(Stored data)
────────

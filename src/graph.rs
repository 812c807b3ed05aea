/*
 * Copyright (c) Meta Platforms, Inc. and affiliates.
 *
 * This source code is licensed under the MIT license found in the
 * LICENSE file in the root directory of this source tree.
 */

use std::fmt::Debug;
use std::hash::Hash;

use smallvec::SmallVec;

pub const DEFAULT_GRAPH_SUCCS_NUM: usize = 4;

/// Graph trait used by the fixpoint iterator.
///
/// Clients can either maintain their own structure and implement
/// this trait, or wrap a third-party graph crate, as `cfg::ControlFlowGraph`
/// does with petgraph.
/// The constant generic parameter S is an estimated number of successor
/// nodes that is just enough for most nodes. A larger/smaller
/// value will not cause incorrect result, it only affects
/// performance.
// NOTE: due to the status of Rust const generics, we can not define
// S as an associated constant since it is part of the return type for
// method predecessors and successors.
pub trait Graph<const S: usize = DEFAULT_GRAPH_SUCCS_NUM> {
    type NodeId: Copy + Hash + Eq + Debug;
    type EdgeId: Copy;

    /// Entry node.
    fn entry(&self) -> Self::NodeId;

    /// Exit node.
    fn exit(&self) -> Self::NodeId;

    /// Incoming edges of n.
    fn predecessors(&self, n: Self::NodeId) -> SmallVec<[Self::EdgeId; S]>;

    /// Outgoing edges of n.
    fn successors(&self, n: Self::NodeId) -> SmallVec<[Self::EdgeId; S]>;

    /// The source node of e.
    fn source(&self, e: Self::EdgeId) -> Self::NodeId;

    /// The target node of e.
    fn target(&self, e: Self::EdgeId) -> Self::NodeId;

    /// Number of nodes, used as a capacity hint.
    fn size(&self) -> usize;
}

/// A limited view of the graph that allows retrieving successor nodes of a
/// given node. This is all the weak topological ordering needs.
pub trait SuccessorNodes<const S: usize = DEFAULT_GRAPH_SUCCS_NUM> {
    type NodeId: Copy + Hash + Eq + Debug;

    fn get_succ_nodes(&self, n: Self::NodeId) -> SmallVec<[Self::NodeId; S]>;
}

impl<G: Graph<S>, const S: usize> SuccessorNodes<S> for G {
    type NodeId = G::NodeId;

    fn get_succ_nodes(&self, n: G::NodeId) -> SmallVec<[G::NodeId; S]> {
        self.successors(n)
            .into_iter()
            .map(|e| self.target(e))
            .collect()
    }
}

────────

For this exercise, repeat exactly the lines of the data above from the one with "type EdgeId: Copy;" down to the one with "Outgoing edges of n.", both end lines included.

    type EdgeId: Copy;

    /// Entry node.
    fn entry(&self) -> Self::NodeId;

    /// Exit node.
    fn exit(&self) -> Self::NodeId;

    /// Incoming edges of n.
    fn predecessors(&self, n: Self::NodeId) -> SmallVec<[Self::EdgeId; S]>;

    /// Outgoing edges of n.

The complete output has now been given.